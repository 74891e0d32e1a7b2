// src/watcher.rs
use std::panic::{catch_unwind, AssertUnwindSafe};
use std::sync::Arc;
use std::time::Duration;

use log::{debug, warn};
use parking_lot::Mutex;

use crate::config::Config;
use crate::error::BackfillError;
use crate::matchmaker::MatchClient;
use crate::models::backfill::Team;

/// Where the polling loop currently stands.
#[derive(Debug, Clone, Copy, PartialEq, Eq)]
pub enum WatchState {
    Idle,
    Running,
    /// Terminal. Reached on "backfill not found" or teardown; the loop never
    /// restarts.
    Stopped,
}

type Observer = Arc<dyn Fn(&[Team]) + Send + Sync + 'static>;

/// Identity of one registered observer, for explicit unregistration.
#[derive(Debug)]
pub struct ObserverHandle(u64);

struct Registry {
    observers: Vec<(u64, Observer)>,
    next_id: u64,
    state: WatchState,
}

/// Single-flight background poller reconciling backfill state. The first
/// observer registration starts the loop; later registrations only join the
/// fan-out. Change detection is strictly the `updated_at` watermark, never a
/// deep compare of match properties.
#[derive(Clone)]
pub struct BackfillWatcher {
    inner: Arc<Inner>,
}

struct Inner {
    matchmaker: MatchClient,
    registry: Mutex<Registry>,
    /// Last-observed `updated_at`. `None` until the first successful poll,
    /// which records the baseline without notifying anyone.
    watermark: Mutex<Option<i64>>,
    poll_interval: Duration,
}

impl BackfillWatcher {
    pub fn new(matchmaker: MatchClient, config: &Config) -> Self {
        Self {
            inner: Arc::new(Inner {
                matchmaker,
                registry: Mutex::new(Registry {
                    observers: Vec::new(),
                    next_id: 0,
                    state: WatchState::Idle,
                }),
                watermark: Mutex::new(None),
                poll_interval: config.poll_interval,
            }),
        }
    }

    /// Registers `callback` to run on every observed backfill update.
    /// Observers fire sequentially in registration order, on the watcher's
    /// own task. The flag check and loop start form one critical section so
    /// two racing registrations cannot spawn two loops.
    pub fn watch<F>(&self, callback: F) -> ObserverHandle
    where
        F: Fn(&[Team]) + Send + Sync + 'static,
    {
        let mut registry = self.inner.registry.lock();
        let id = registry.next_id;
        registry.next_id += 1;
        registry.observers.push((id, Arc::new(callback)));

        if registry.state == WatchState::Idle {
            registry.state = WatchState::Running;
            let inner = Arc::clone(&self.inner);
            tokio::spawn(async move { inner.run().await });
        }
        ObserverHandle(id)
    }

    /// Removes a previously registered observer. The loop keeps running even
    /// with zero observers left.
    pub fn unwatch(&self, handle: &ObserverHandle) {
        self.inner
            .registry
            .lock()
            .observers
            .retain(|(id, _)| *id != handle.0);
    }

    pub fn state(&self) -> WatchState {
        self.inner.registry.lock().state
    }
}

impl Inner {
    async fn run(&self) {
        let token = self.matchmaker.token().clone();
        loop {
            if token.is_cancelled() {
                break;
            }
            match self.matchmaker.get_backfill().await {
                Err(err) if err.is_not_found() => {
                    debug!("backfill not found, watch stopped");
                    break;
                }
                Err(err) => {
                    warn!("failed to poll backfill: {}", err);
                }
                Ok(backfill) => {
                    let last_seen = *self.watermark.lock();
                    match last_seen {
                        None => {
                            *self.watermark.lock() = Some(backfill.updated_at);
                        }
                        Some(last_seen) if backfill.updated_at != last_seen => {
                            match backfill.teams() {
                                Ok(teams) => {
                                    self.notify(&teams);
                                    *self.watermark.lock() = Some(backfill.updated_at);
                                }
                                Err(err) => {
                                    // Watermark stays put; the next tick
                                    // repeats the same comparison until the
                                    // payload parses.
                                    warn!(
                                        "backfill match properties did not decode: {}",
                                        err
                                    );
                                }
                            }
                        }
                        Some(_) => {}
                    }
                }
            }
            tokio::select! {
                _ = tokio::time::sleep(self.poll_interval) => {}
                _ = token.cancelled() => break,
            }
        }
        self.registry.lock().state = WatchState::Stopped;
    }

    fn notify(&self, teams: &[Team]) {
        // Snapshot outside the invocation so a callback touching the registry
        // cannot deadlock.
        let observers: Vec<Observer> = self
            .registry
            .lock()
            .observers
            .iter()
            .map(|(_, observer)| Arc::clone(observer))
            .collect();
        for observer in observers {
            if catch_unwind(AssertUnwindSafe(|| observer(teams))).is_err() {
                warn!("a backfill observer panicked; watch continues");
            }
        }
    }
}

.....

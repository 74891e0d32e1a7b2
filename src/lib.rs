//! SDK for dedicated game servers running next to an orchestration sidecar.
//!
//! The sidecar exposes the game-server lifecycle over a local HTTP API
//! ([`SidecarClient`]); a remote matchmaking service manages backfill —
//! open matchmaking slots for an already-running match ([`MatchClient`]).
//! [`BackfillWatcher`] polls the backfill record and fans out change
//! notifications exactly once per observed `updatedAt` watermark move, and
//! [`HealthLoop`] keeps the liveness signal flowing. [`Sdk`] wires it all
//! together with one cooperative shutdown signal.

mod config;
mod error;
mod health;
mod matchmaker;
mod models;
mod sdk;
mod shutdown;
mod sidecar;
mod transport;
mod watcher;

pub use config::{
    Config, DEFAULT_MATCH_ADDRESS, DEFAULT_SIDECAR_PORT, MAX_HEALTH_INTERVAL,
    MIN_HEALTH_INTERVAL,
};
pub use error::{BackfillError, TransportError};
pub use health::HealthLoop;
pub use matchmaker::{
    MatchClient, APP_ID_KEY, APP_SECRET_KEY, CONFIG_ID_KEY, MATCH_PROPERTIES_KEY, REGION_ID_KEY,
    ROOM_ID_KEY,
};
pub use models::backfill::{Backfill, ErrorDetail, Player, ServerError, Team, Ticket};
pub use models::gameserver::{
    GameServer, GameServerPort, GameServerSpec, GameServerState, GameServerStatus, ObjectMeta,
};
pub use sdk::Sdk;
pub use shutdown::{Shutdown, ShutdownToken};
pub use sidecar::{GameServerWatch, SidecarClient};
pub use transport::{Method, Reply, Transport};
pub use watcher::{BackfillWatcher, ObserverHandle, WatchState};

.....

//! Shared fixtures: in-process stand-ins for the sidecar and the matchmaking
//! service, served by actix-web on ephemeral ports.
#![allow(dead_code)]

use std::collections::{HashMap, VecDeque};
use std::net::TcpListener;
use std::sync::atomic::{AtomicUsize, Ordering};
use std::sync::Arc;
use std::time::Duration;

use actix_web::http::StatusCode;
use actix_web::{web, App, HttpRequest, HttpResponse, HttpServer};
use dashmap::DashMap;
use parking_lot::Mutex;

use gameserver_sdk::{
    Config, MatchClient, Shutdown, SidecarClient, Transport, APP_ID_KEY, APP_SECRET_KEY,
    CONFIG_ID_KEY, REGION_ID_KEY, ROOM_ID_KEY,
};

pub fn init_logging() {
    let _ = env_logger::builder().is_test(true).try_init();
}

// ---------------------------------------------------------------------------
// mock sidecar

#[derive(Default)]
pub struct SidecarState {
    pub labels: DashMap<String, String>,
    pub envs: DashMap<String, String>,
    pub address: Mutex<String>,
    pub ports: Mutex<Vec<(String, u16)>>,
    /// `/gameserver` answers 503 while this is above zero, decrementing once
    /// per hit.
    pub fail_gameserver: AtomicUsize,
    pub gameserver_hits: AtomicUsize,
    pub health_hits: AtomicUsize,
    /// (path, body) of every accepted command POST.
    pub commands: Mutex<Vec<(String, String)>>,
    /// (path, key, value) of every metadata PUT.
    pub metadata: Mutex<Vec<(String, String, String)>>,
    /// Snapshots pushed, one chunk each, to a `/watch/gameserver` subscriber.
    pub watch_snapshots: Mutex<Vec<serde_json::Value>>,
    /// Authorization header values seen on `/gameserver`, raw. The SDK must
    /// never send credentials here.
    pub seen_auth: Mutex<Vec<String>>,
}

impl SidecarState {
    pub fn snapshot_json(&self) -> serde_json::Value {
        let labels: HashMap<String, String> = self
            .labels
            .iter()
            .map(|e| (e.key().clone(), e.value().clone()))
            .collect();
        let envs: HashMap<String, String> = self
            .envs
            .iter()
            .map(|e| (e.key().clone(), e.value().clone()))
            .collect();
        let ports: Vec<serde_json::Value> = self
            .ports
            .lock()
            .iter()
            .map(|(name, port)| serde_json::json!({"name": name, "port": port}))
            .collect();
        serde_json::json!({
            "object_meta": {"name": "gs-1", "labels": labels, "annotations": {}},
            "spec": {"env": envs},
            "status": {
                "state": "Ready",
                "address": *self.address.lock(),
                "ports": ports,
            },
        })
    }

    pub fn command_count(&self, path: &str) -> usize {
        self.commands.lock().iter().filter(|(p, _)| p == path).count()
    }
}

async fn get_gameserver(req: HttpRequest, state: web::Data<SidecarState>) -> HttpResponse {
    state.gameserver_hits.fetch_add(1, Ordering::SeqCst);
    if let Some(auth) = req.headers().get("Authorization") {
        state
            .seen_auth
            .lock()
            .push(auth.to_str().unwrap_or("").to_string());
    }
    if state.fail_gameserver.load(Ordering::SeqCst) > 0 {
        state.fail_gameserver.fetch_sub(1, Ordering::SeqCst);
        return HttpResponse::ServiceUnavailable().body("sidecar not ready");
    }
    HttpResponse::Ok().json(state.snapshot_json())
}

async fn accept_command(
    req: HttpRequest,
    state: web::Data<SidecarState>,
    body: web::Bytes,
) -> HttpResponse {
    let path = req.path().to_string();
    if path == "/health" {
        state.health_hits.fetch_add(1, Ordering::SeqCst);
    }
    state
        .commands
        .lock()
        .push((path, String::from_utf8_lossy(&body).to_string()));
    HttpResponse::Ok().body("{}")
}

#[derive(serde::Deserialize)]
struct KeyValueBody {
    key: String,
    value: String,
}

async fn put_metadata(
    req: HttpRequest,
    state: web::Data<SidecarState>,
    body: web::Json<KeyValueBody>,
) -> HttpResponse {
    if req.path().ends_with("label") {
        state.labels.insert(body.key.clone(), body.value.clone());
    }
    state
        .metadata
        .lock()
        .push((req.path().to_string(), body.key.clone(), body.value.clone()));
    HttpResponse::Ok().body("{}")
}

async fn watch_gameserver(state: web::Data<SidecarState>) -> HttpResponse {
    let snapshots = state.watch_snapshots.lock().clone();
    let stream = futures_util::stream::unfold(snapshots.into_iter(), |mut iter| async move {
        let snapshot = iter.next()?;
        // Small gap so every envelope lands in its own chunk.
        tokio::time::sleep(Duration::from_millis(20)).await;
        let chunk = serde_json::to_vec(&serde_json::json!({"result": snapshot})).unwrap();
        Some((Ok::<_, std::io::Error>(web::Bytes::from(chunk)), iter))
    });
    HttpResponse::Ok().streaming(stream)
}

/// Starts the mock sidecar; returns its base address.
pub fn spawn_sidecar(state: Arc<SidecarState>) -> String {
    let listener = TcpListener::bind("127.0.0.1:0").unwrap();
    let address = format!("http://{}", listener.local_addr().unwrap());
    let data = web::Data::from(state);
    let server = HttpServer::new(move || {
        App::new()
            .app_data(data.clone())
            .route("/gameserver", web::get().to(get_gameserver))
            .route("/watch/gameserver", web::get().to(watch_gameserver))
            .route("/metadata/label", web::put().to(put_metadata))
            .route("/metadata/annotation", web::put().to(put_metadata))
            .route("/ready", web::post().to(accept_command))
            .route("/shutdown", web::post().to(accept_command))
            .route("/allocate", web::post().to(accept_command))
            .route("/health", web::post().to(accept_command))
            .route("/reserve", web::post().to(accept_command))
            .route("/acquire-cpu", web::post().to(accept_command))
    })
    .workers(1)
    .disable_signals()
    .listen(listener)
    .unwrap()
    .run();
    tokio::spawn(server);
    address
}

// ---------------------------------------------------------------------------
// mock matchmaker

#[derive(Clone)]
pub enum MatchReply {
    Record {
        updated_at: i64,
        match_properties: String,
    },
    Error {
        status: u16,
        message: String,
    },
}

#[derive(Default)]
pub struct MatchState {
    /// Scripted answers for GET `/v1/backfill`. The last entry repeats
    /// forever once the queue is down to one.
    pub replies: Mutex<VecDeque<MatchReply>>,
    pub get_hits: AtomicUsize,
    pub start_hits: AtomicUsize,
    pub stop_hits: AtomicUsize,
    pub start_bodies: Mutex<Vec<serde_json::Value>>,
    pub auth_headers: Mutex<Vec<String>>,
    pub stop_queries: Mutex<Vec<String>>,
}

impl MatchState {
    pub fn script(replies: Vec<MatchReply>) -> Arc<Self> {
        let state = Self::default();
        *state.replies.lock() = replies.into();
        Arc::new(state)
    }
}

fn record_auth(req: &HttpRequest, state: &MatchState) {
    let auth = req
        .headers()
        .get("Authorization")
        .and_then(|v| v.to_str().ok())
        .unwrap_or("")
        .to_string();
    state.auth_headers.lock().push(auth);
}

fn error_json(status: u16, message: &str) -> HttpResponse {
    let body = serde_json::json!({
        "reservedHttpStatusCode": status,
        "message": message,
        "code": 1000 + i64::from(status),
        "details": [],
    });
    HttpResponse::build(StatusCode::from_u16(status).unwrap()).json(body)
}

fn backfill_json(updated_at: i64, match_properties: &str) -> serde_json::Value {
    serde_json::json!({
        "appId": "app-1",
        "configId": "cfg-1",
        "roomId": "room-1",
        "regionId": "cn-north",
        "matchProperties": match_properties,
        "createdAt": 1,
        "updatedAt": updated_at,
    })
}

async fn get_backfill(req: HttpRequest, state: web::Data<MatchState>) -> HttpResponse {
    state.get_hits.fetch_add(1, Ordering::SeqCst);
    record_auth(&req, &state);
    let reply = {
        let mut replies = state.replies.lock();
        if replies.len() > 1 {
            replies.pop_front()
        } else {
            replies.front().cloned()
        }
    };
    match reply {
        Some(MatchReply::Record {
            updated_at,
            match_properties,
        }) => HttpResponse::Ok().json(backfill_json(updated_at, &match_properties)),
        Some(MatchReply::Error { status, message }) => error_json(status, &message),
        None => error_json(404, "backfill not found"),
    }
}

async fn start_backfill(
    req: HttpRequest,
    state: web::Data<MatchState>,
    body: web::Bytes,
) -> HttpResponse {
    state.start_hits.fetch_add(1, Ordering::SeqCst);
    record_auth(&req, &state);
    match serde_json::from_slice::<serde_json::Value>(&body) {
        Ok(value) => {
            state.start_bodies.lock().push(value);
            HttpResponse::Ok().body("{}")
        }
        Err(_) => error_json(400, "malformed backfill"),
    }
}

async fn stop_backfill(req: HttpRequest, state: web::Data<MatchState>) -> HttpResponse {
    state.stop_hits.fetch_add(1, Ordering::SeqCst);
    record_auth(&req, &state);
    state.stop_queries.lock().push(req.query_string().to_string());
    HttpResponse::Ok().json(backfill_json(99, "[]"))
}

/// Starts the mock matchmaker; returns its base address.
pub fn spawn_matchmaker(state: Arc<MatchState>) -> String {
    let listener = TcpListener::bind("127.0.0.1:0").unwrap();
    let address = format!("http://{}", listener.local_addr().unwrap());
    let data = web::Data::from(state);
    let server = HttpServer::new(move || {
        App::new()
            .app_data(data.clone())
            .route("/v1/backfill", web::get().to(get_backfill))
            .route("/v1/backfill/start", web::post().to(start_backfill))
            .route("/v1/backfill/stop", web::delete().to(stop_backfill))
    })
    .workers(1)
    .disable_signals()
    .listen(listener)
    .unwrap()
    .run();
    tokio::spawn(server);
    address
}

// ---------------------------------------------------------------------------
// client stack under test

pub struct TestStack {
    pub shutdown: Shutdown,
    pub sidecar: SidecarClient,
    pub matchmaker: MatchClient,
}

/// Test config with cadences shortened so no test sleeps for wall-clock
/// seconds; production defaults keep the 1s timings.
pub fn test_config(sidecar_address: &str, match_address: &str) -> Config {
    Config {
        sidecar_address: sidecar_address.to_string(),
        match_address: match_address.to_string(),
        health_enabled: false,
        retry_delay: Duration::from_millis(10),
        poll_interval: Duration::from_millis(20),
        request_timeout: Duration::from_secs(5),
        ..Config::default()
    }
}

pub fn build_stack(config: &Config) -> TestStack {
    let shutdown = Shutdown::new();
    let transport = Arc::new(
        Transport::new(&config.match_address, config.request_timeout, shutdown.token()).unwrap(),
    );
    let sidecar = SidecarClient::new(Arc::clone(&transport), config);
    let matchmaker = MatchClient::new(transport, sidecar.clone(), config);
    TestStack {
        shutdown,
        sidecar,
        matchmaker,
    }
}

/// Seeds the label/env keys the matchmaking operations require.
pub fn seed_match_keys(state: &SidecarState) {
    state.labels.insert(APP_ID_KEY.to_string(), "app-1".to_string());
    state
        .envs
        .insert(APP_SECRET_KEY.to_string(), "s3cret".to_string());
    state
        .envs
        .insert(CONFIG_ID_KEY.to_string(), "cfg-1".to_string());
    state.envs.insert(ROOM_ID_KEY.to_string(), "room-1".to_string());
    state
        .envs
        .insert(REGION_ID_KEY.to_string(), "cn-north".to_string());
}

.....

Work required:
Go through the data line by line and work out how many lines contain "Duration". Give only that number.

Task result:
7